British nuclear deterrent debate
The first stumbling block was the shock US decision to halt nuclear co-operation with Britain at the end of World War II. From being partners in the fabled Manhattan Project, Britain was left initially largely to its own (nuclear) devices.
But the then Labour Foreign Secretary, Ernest Bevin, declared that Britain had to have a nuclear weapon with a "bloody Union Jack on top of it".
Britain did become the third country, after the US and the Soviet Union, to test an atomic device, in October 1952. But just 17 months later, the Americans detonated their first, much more powerful thermonuclear device - or hydrogen bomb - at Bikini Atoll.

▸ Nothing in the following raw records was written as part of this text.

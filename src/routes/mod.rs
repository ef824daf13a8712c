pub mod applications;
pub mod health;
pub mod interviews;
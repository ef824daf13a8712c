use async_trait::async_trait;
use chrono::{DateTime, Utc};
use serde_json::json;
use sqlx::PgPool;
use uuid::Uuid;

use crate::error::{Error, Result};
use crate::models::interview::{
    Interview, InterviewResult, NewInterview, NewProposal, ProposalStatus, RescheduleProposal,
};

/// Persistence boundary for interviews and reschedule proposals. Uniqueness
/// of `(company_id, scheduled_at)` and of the open proposal per application
/// is enforced by the store, not by callers; the find helpers are fast-path
/// probes only.
#[async_trait]
pub trait InterviewStore: Send + Sync {
    async fn find(&self, id: Uuid) -> Result<Option<Interview>>;

    async fn find_at(&self, company_id: Uuid, at: DateTime<Utc>) -> Result<Option<Interview>>;

    async fn find_by_application(&self, application_id: Uuid) -> Result<Option<Interview>>;

    /// Fails with `SchedulingConflict` when the company already has an
    /// interview at that time.
    async fn insert(&self, new: NewInterview) -> Result<Interview>;

    /// Moves an existing interview to a new time, under the same conflict
    /// rule as `insert`.
    async fn reschedule(&self, id: Uuid, at: DateTime<Utc>) -> Result<Interview>;

    /// Records the outcome once. Returns `None` when a result is already
    /// stored, so a late caller can never overwrite the first one.
    async fn set_result(&self, id: Uuid, result: InterviewResult) -> Result<Option<Interview>>;

    /// Compensation for a booking whose status transition did not commit.
    /// Finished interviews are never removed.
    async fn remove(&self, id: Uuid) -> Result<()>;

    /// Fails with `InvalidProposal` when the application already has an open
    /// proposal.
    async fn insert_proposal(&self, new: NewProposal) -> Result<RescheduleProposal>;

    async fn open_proposal(&self, application_id: Uuid) -> Result<Option<RescheduleProposal>>;

    async fn resolve_proposal(
        &self,
        id: Uuid,
        status: ProposalStatus,
        responder_email: Option<String>,
        selected_slot: Option<DateTime<Utc>>,
    ) -> Result<RescheduleProposal>;
}

const INTERVIEW_COLUMNS: &str =
    "id, company_id, user_id, application_id, scheduled_at, room_id, result, created_at, updated_at";

const PROPOSAL_COLUMNS: &str =
    "id, application_id, reason, slots, status, responder_email, selected_slot, created_at, resolved_at";

#[derive(Clone)]
pub struct PgInterviewService {
    pool: PgPool,
}

impl PgInterviewService {
    pub fn new(pool: PgPool) -> Self {
        Self { pool }
    }
}

#[async_trait]
impl InterviewStore for PgInterviewService {
    async fn find(&self, id: Uuid) -> Result<Option<Interview>> {
        let interview = sqlx::query_as::<_, Interview>(&format!(
            "SELECT {} FROM interviews WHERE id = $1",
            INTERVIEW_COLUMNS
        ))
        .bind(id)
        .fetch_optional(&self.pool)
        .await?;
        Ok(interview)
    }

    async fn find_at(&self, company_id: Uuid, at: DateTime<Utc>) -> Result<Option<Interview>> {
        let interview = sqlx::query_as::<_, Interview>(&format!(
            "SELECT {} FROM interviews WHERE company_id = $1 AND scheduled_at = $2",
            INTERVIEW_COLUMNS
        ))
        .bind(company_id)
        .bind(at)
        .fetch_optional(&self.pool)
        .await?;
        Ok(interview)
    }

    async fn find_by_application(&self, application_id: Uuid) -> Result<Option<Interview>> {
        let interview = sqlx::query_as::<_, Interview>(&format!(
            "SELECT {} FROM interviews WHERE application_id = $1 ORDER BY created_at DESC LIMIT 1",
            INTERVIEW_COLUMNS
        ))
        .bind(application_id)
        .fetch_optional(&self.pool)
        .await?;
        Ok(interview)
    }

    async fn insert(&self, new: NewInterview) -> Result<Interview> {
        let result = sqlx::query_as::<_, Interview>(&format!(
            r#"
            INSERT INTO interviews (company_id, user_id, application_id, scheduled_at, room_id)
            VALUES ($1, $2, $3, $4, $5)
            RETURNING {}
            "#,
            INTERVIEW_COLUMNS
        ))
        .bind(new.company_id)
        .bind(new.user_id)
        .bind(new.application_id)
        .bind(new.scheduled_at)
        .bind(new.room_id)
        .fetch_one(&self.pool)
        .await;

        match result {
            Ok(interview) => Ok(interview),
            Err(sqlx::Error::Database(ref db)) if db.is_unique_violation() => {
                Err(Error::SchedulingConflict {
                    company_id: new.company_id,
                    scheduled_at: new.scheduled_at,
                })
            }
            Err(other) => Err(other.into()),
        }
    }

    async fn reschedule(&self, id: Uuid, at: DateTime<Utc>) -> Result<Interview> {
        let result = sqlx::query_as::<_, Interview>(&format!(
            "UPDATE interviews SET scheduled_at = $2, updated_at = NOW() WHERE id = $1 RETURNING {}",
            INTERVIEW_COLUMNS
        ))
        .bind(id)
        .bind(at)
        .fetch_one(&self.pool)
        .await;

        match result {
            Ok(interview) => Ok(interview),
            Err(sqlx::Error::Database(ref db)) if db.is_unique_violation() => {
                let existing = self.find(id).await?;
                Err(Error::SchedulingConflict {
                    company_id: existing.map(|i| i.company_id).unwrap_or_default(),
                    scheduled_at: at,
                })
            }
            Err(other) => Err(other.into()),
        }
    }

    async fn set_result(&self, id: Uuid, result: InterviewResult) -> Result<Option<Interview>> {
        let interview = sqlx::query_as::<_, Interview>(&format!(
            "UPDATE interviews SET result = $2, updated_at = NOW() WHERE id = $1 AND result IS NULL RETURNING {}",
            INTERVIEW_COLUMNS
        ))
        .bind(id)
        .bind(result.as_str())
        .fetch_optional(&self.pool)
        .await?;
        Ok(interview)
    }

    async fn remove(&self, id: Uuid) -> Result<()> {
        sqlx::query("DELETE FROM interviews WHERE id = $1")
            .bind(id)
            .execute(&self.pool)
            .await?;
        Ok(())
    }

    async fn insert_proposal(&self, new: NewProposal) -> Result<RescheduleProposal> {
        let result = sqlx::query_as::<_, RescheduleProposal>(&format!(
            r#"
            INSERT INTO reschedule_proposals (application_id, reason, slots, status)
            VALUES ($1, $2, $3, 'open')
            RETURNING {}
            "#,
            PROPOSAL_COLUMNS
        ))
        .bind(new.application_id)
        .bind(&new.reason)
        .bind(json!(new.slots))
        .fetch_one(&self.pool)
        .await;

        match result {
            Ok(proposal) => Ok(proposal),
            Err(sqlx::Error::Database(ref db)) if db.is_unique_violation() => {
                Err(Error::InvalidProposal(
                    "an open reschedule proposal already exists for this application".to_string(),
                ))
            }
            Err(other) => Err(other.into()),
        }
    }

    async fn open_proposal(&self, application_id: Uuid) -> Result<Option<RescheduleProposal>> {
        let proposal = sqlx::query_as::<_, RescheduleProposal>(&format!(
            "SELECT {} FROM reschedule_proposals WHERE application_id = $1 AND status = 'open'",
            PROPOSAL_COLUMNS
        ))
        .bind(application_id)
        .fetch_optional(&self.pool)
        .await?;
        Ok(proposal)
    }

    async fn resolve_proposal(
        &self,
        id: Uuid,
        status: ProposalStatus,
        responder_email: Option<String>,
        selected_slot: Option<DateTime<Utc>>,
    ) -> Result<RescheduleProposal> {
        let proposal = sqlx::query_as::<_, RescheduleProposal>(&format!(
            r#"
            UPDATE reschedule_proposals
            SET status = $2, responder_email = $3, selected_slot = $4, resolved_at = NOW()
            WHERE id = $1
            RETURNING {}
            "#,
            PROPOSAL_COLUMNS
        ))
        .bind(id)
        .bind(status.as_str())
        .bind(responder_email)
        .bind(selected_slot)
        .fetch_one(&self.pool)
        .await?;
        Ok(proposal)
    }
}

Until the 1990s the UK deployed a wide variety of nuclear weapons around the world, such as V bombers in Singapore in the 1960s, aircraft on Cyprus and on Royal Navy carriers in the 1960s and 1970s. Until August 1998, the UK retained the WE.177 nuclear weapon manufactured in the mid-1960s to late 1970s, in air-dropped free-fall bomb and depth charge versions. Its withdrawal left the four Vanguard class submarines, which replaced the Polaris ones in the early 1990s, as Britain's only nuclear weapons platform. It has been estimated by the Bulletin of the Atomic Scientists that the United Kingdom has built around 1,200 warheads since the first Hurricane device of 1952. In terms of number of warheads, the UK arsenal was at its maximum size of about 520 in the 1970s, but this figure does not include the large numbers of US-owned warheads, bombs, nuclear depth bombs supplied from US stocks in Europe for use by NATO allies. At its peak, these numbered 327 for the British Army of the Rhine in Germany alone.
The strategic concept of deterrence aims to prevent war. It is the justification virtually every nuclear state uses ...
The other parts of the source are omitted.